- _WHAT THIS TASK INVOLVES_: Each line that has the string "EnvFilter" must be copied from the records below.

- _GIVEN ENTRIES_:
[Start of Attachment]

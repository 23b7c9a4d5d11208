use tracing_subscriber::{layer::SubscriberExt, util::SubscriberInitExt, EnvFilter, Layer};

const DEFAULT_LOG_FILTER: &str = "academic_alert=info,sqlx=warn";
const VERBOSE_LOG_FILTER: &str = "academic_alert=debug,sqlx=info";

/// Initialize tracing to stderr. `RUST_LOG` wins over both defaults.
pub fn init_logging(verbose: bool) {
    let fallback = if verbose {
        VERBOSE_LOG_FILTER
    } else {
        DEFAULT_LOG_FILTER
    };
    let filter =
        EnvFilter::try_from_default_env().unwrap_or_else(|_| EnvFilter::new(fallback));

    let _ = tracing_subscriber::registry()
        .with(
            tracing_subscriber::fmt::layer()
                .with_writer(std::io::stderr)
                .with_target(true)
                .with_filter(filter),
        )
        .try_init();
}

[End of Attachment]

- _WRITTEN REPLY_:
use tracing_subscriber::{layer::SubscriberExt, util::SubscriberInitExt, EnvFilter, Layer};
        EnvFilter::try_from_default_env().unwrap_or_else(|_| EnvFilter::new(fallback));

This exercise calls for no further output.